Friends at Yearly Meeting Gathering made poppies doe the exhibition (see photo bottom left).
The Art the Arms Fair exhibition will be at SET Studios, Capstan House, London E14 from 12-15 September.
Quaker Social Action celebrates 150 years
A celebratory tea to launch a magazine marking Quaker Social Action’s (QSA) 150 years of campaigning against poverty was held at Yearly Meeting Gathering.
Judith Moran, QSA director, pointed to the values behind the organisation’s work, and the ever-changing nature of its approach to working alongside people suffering poverty in the UK.
She said: ‘At the end of the twentieth century, under two inspirational directors, Michael Sorensen and then Mike Jenn, we took shape into the kind of charity we are today; striving to be innovative, creative, to respond to new needs… and, above all, to ensure that “how” we did things – with dignity, respect and compassion – mattered as much as “what” we did.’
Judith Moran has been announced as a finalist in the ‘Charity Chief Executive’ section of the Third Sector Excellence Awards for 2017. The awards ceremony will be held on 21 September at the London Marriott Hotel.
New sustainability communications officer at FWCC
Susanna Mattingly has been appointed as the new sustainability communications officer for the Friends World Committee for Consultation (FWCC) and the Quaker World Relations Committee (QWRC).
She will work jointly with FWCC and QWRC to build Friends’ collaborative work in the area of sustaining life on earth.
The newly created post, supported by Britain Yearly Meeting’s Legacy Fund, is intended to move forward action on two minutes from international gatherings of Quakers: the ‘Kabarak call to peace and eco justice’ from the World Conference of Friends held in Kenya in 2012; and the ‘Sustainability minute’ approved at the World Plenary Meeting held in Peru last year.
When young carers grow up
‘I need to take care of me so I can take care of others better.’ This quote, from someone who will be taking part in a new project by Quaker Social Action (QSA), gave Friends at a special interest group on Tuesday afternoon at Yearly Meeting Gathering an insight into the people they are seeking to help.
QSA’s ‘Move On Up’ project, opening its doors this month, seeks to provide support for young adult carers to live independently.
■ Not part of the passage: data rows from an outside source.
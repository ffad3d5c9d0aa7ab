//! 控制端 - 编排层
//!
//! 接收界面的开始 / 停止请求，保证同一时间只有一个投递会话

use std::sync::atomic::{AtomicBool, Ordering};
use std::sync::{Arc, Mutex as StdMutex};
use tokio::sync::Mutex;
use tokio::task::JoinHandle;
use tracing::{debug, info, warn};

use crate::actor::PageContext;
use crate::bridge::{BridgeSender, Inbox, Message};
use crate::error::SessionError;
use crate::models::{
    AutomationSession, CandidateProfile, JobDescriptor, JobId, JobStatus, RunSummary,
};
use crate::orchestrator::queue_runner::{JobQueueRunner, RunnerSettings};
use crate::services::StatusReporter;

/// 会话占用标志，运行结束（包括任务被取消）时自动释放
struct SessionGuard {
    busy: Arc<AtomicBool>,
}

impl Drop for SessionGuard {
    fn drop(&mut self) {
        self.busy.store(false, Ordering::SeqCst);
    }
}

struct Inner {
    busy: Arc<AtomicBool>,
    stop: StdMutex<Option<Arc<AtomicBool>>>,
    session_id: StdMutex<Option<String>>,
    context: Arc<Mutex<PageContext>>,
    sender: BridgeSender,
    reporter: StatusReporter,
    profile: CandidateProfile,
    settings: RunnerSettings,
}

/// 控制端，克隆后共享
#[derive(Clone)]
pub struct Controller {
    inner: Arc<Inner>,
}

impl Controller {
    pub fn new(
        context: Arc<Mutex<PageContext>>,
        sender: BridgeSender,
        reporter: StatusReporter,
        profile: CandidateProfile,
        settings: RunnerSettings,
    ) -> Self {
        Self {
            inner: Arc::new(Inner {
                busy: Arc::new(AtomicBool::new(false)),
                stop: StdMutex::new(None),
                session_id: StdMutex::new(None),
                context,
                sender,
                reporter,
                profile,
                settings,
            }),
        }
    }

    /// 开始请求没有带会话 ID 时使用的默认值
    pub fn with_session_id(self, session_id: Option<String>) -> Self {
        *lock(&self.inner.session_id) = session_id;
        self
    }

    /// 有会话在跑且没有被要求停止
    pub fn is_running(&self) -> bool {
        self.is_busy() && !self.stop_requested()
    }

    /// 会话占用尚未释放（停止后当前岗位仍在收尾时也为 true）
    pub fn is_busy(&self) -> bool {
        self.inner.busy.load(Ordering::SeqCst)
    }

    fn stop_requested(&self) -> bool {
        lock(&self.inner.stop)
            .as_ref()
            .is_some_and(|flag| flag.load(Ordering::SeqCst))
    }

    /// 开始一个会话；已有会话在运行时拒绝
    pub fn start(
        &self,
        session_id: Option<String>,
        jobs: Vec<JobDescriptor>,
    ) -> Result<JoinHandle<RunSummary>, SessionError> {
        if jobs.is_empty() {
            return Err(SessionError::EmptyQueue);
        }
        if self
            .inner
            .busy
            .compare_exchange(false, true, Ordering::SeqCst, Ordering::SeqCst)
            .is_err()
        {
            warn!("⚠️ 已有投递会话在运行，拒绝新的开始请求");
            return Err(SessionError::AlreadyRunning);
        }
        let guard = SessionGuard {
            busy: self.inner.busy.clone(),
        };
        let stop = Arc::new(AtomicBool::new(false));
        *lock(&self.inner.stop) = Some(stop.clone());

        let session = AutomationSession::new(session_id.clone(), jobs);
        if let Err(e) = self.inner.reporter.store().set_jobs(session.queue()) {
            warn!("保存岗位列表失败: {}", e);
        }
        *lock(&self.inner.session_id) = session_id;

        let runner = JobQueueRunner::new(
            session,
            self.inner.profile.clone(),
            self.inner.context.clone(),
            self.inner.sender.clone(),
            self.inner.reporter.clone(),
            self.inner.settings.clone(),
        )
        .with_stop_flag(stop);

        info!("▶ 投递会话已开始");
        Ok(tokio::spawn(async move {
            let _guard = guard;
            runner.run().await
        }))
    }

    /// 请求停止，当前岗位完成后生效
    pub fn stop(&self) -> bool {
        match lock(&self.inner.stop).as_ref() {
            Some(flag) if self.is_busy() => {
                flag.store(true, Ordering::SeqCst);
                info!("⏹ 已请求停止，当前岗位完成后结束");
                true
            }
            _ => {
                debug!("没有运行中的会话，忽略停止请求");
                false
            }
        }
    }

    /// 处理控制端收件箱直到桥接关闭
    pub async fn serve(&self, mut inbox: Inbox) {
        while let Some(envelope) = inbox.recv().await {
            match envelope.message {
                Message::StartJobAutomation { jobs, session_id } => {
                    let session_id = session_id.or_else(|| lock(&self.inner.session_id).clone());
                    if let Err(e) = self.start(session_id, jobs) {
                        self.inner.sender.notify(
                            envelope.from,
                            Message::StartRejected {
                                reason: e.to_string(),
                            },
                        );
                    }
                }
                Message::StopJobAutomation => {
                    self.stop();
                }
                Message::JobApplied {
                    job_id,
                    status,
                    error,
                } => self.record_out_of_band(job_id, status, error),
                other => debug!("控制端忽略消息: {}", other.action()),
            }
        }
        debug!("控制端收件箱已关闭");
    }

    /// 队列之外的 jobApplied 通知（例如用户手动在页面上投递）
    fn record_out_of_band(&self, job_id: JobId, status: JobStatus, error: Option<String>) {
        let store = self.inner.reporter.store();
        let mut job = store
            .jobs()
            .ok()
            .and_then(|jobs| jobs.into_iter().find(|j| j.id == job_id))
            .unwrap_or_else(|| JobDescriptor::new(job_id.clone(), "", "", ""));
        if let Err(e) = job.settle(status, error) {
            warn!("忽略队列外的状态通知: {}", e);
            return;
        }

        info!("📨 收到岗位 {} 的状态: {}", job_id, status);
        let session_id = lock(&self.inner.session_id).clone();
        self.inner.reporter.report(session_id.as_deref(), &job);
    }
}

fn lock<T>(mutex: &StdMutex<T>) -> std::sync::MutexGuard<'_, T> {
    mutex.lock().unwrap_or_else(|poisoned| poisoned.into_inner())
}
Children who have cared, and young adults who continue to care, for family members have often had less time to focus on their education, are less likely to have a well paid job, and have fewer opportunities to build social networks. They can ‘struggle to define an adult life for themselves beyond being a carer’.
The ‘Move On Up’ project is making four three-bedroom properties in East London available to eighteen – to twenty-five-year-olds who are, or have been, carers. With a dedicated support worker to help them, the project aims to provide stable, affordable shared accommodation.
The project is a collaboration with Commonweal Housing, Quaker Homeless Action and the Carers Trust.
All-age community
Children and young people were a significant part of the all-age Yearly Meeting Gathering community.
Forty-three adult volunteers and five members of staff cared for: 120 children up to the age of eleven; forty-five young people aged eleven to fourteen; and sixty-two participants in Junior Yearly Meeting, who were between fourteen to seventeen.
Young people helped to plan programmes and facilitate groups. In all-age worship sessions with the wider Yearly Meeting they joined in the main meeting hall for ministry, lectures and stories.